TRY IT
Copy the lines exactly as they appear, starting with the first line of the records and ending with the line that contains "from input devices.".

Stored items
----------

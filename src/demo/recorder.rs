//! Silence-delimited recording: wait for sound, record until it stops.

use std::io::BufWriter;
use std::path::Path;
use std::time::{Duration, Instant};

use tempfile::NamedTempFile;
use tokio_util::sync::CancellationToken;
use tracing::{debug, info};

use crate::corpus::LabeledExample;
use crate::error::{AudioError, ResourceError, Result};
use crate::storage::ensure_directory;

/// Sample rate requested from input devices.
pub const RECORDING_SAMPLE_RATE: u32 = 16000;

/// Something that can record one utterance into a WAV file.
pub trait Recorder {
    /// Record into `path`, reporting progress through `on_event`.
    ///
    /// Returns [`CaptureOutcome::Cancelled`] or [`CaptureOutcome::TimedOut`] without
    /// writing a file if recording never started.
    fn record(&self, path: &Path, options: &CaptureOptions, on_event: &mut dyn FnMut(CaptureEvent)) -> Result<CaptureOutcome>;
}

/// Limits and thresholds for one recording.
#[derive(Debug, Clone)]
pub struct CaptureOptions {
    /// Upper bound on the whole capture, waiting included.
    pub timeout: Duration,
    /// RMS amplitude above which a window counts as sound.
    pub threshold: f32,
    /// Continuous silence that ends a recording.
    pub silence_duration: Duration,
    pub cancel: CancellationToken,
}

impl Default for CaptureOptions {
    fn default() -> Self {
        Self { timeout: Duration::from_secs(30), threshold: 0.02, silence_duration: Duration::from_secs(1), cancel: CancellationToken::new() }
    }
}

#[derive(Debug, Clone, Copy, PartialEq, Eq)]
pub enum CaptureEvent {
    /// Waiting for sound.
    Listening,
    Started,
    Stopped { duration: Duration },
}

#[derive(Debug, Clone, PartialEq, Eq)]
pub enum CaptureOutcome {
    Recorded(LabeledExample),
    Cancelled,
    TimedOut,
}

/// Energy gate deciding where a recording starts and ends.
///
/// Samples are judged in 20 ms windows. The first window whose RMS exceeds the
/// threshold starts the recording; it ends once enough consecutive quiet windows
/// follow. Trailing silence is not kept.
#[derive(Debug)]
pub struct SilenceGate {
    threshold: f32,
    window: usize,
    quiet_windows_to_stop: usize,
    pending: Vec<f32>,
    recorded: Vec<f32>,
    loud_end: usize,
    quiet_windows: usize,
    started: bool,
    finished: bool,
}

impl SilenceGate {
    pub fn new(sample_rate: u32, threshold: f32, silence_duration: Duration) -> Self {
        let window = (sample_rate as usize / 50).max(1);
        let quiet_windows_to_stop = ((silence_duration.as_secs_f64() * sample_rate as f64) / window as f64).ceil().max(1.0) as usize;
        Self {
            threshold,
            window,
            quiet_windows_to_stop,
            pending: Vec::with_capacity(window),
            recorded: Vec::new(),
            loud_end: 0,
            quiet_windows: 0,
            started: false,
            finished: false,
        }
    }

    /// Feed captured samples. Samples after the end of the recording are ignored.
    pub fn push(&mut self, samples: &[f32]) {
        for &sample in samples {
            if self.finished {
                return;
            }
            self.pending.push(sample);
            if self.pending.len() == self.window {
                let window = std::mem::take(&mut self.pending);
                self.judge(&window);
                self.pending = window;
                self.pending.clear();
            }
        }
    }

    fn judge(&mut self, window: &[f32]) {
        let loud = rms(window) > self.threshold;
        if !self.started {
            if !loud {
                return;
            }
            self.started = true;
        }

        self.recorded.extend_from_slice(window);
        if loud {
            self.loud_end = self.recorded.len();
            self.quiet_windows = 0;
        } else {
            self.quiet_windows += 1;
            if self.quiet_windows >= self.quiet_windows_to_stop {
                self.finished = true;
            }
        }
    }

    pub fn is_started(&self) -> bool {
        self.started
    }

    pub fn is_finished(&self) -> bool {
        self.finished
    }

    /// Recorded samples up to the end of the last loud window.
    pub fn into_samples(mut self) -> Vec<f32> {
        self.recorded.truncate(self.loud_end);
        self.recorded
    }
}

/// Root mean square of a sample window.
pub fn rms(samples: &[f32]) -> f32 {
    if samples.is_empty() {
        return 0.0;
    }
    let sum_sq: f64 = samples.iter().map(|&s| (s as f64) * (s as f64)).sum();
    (sum_sq / samples.len() as f64).sqrt() as f32
}

/// Result of draining a sample source through a [`SilenceGate`].
#[derive(Debug, Clone, PartialEq)]
pub(crate) enum Captured {
    Samples(Vec<f32>),
    Cancelled,
    TimedOut,
}

/// Pull samples from `source` until the gate closes, the timeout passes or the
/// capture is cancelled. A timeout after sound started keeps what was recorded.
///
/// `source` fills the front of the buffer and returns how many samples it wrote.
/// A timeout too large to represent as an instant means no deadline.
pub(crate) fn capture(
    mut source: impl FnMut(&mut [f32]) -> usize,
    sample_rate: u32,
    options: &CaptureOptions,
    on_event: &mut dyn FnMut(CaptureEvent),
) -> Captured {
    let deadline = Instant::now().checked_add(options.timeout);
    let mut gate = SilenceGate::new(sample_rate, options.threshold, options.silence_duration);
    let mut buffer = vec![0.0f32; 2048];

    on_event(CaptureEvent::Listening);
    loop {
        if options.cancel.is_cancelled() {
            debug!("Recording cancelled");
            return Captured::Cancelled;
        }

        let read = source(&mut buffer);
        if read > 0 {
            let was_started = gate.is_started();
            gate.push(&buffer[..read]);
            if !was_started && gate.is_started() {
                on_event(CaptureEvent::Started);
            }
            if gate.is_finished() {
                break;
            }
        }

        if deadline.is_some_and(|deadline| Instant::now() >= deadline) {
            if gate.is_started() {
                debug!("Recording hit the timeout, keeping what was captured");
                break;
            }
            return Captured::TimedOut;
        }

        if read == 0 {
            std::thread::sleep(Duration::from_millis(5));
        }
    }

    let samples = gate.into_samples();
    on_event(CaptureEvent::Stopped { duration: Duration::from_micros(samples.len() as u64 * 1_000_000 / sample_rate.max(1) as u64) });
    Captured::Samples(samples)
}

/// Write mono samples as 16-bit PCM, replacing `path` atomically.
pub fn write_wav(path: &Path, samples: &[f32], sample_rate: u32) -> Result<()> {
    let dir = match path.parent() {
        Some(parent) if !parent.as_os_str().is_empty() => parent,
        _ => Path::new("."),
    };
    ensure_directory(dir)?;

    let spec = hound::WavSpec { channels: 1, sample_rate, bits_per_sample: 16, sample_format: hound::SampleFormat::Int };
    let tmp = NamedTempFile::new_in(dir).map_err(|e| ResourceError::unwritable(dir, e))?;
    let file = tmp.reopen().map_err(|e| ResourceError::unwritable(tmp.path(), e))?;

    let mut writer = hound::WavWriter::new(BufWriter::new(file), spec).map_err(AudioError::from)?;
    for &sample in samples {
        let s16 = (sample * 32767.0).clamp(-32768.0, 32767.0) as i16;
        writer.write_sample(s16).map_err(AudioError::from)?;
    }
    writer.finalize().map_err(AudioError::from)?;

    tmp.persist(path).map_err(|e| ResourceError::unwritable(path, e.error))?;
    info!("Saved {:.1} s recording to {}", samples.len() as f64 / sample_rate as f64, path.display());
    Ok(())
}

----------

EXERCISE OUTPUT
filename src/demo/recorder.rs
//! Silence-delimited recording: wait for sound, record until it stops.

use std::io::BufWriter;
use std::path::Path;
use std::time::{Duration, Instant};

use tempfile::NamedTempFile;
use tokio_util::sync::CancellationToken;
use tracing::{debug, info};

use crate::corpus::LabeledExample;
use crate::error::{AudioError, ResourceError, Result};
use crate::storage::ensure_directory;

/// Sample rate requested from input devices.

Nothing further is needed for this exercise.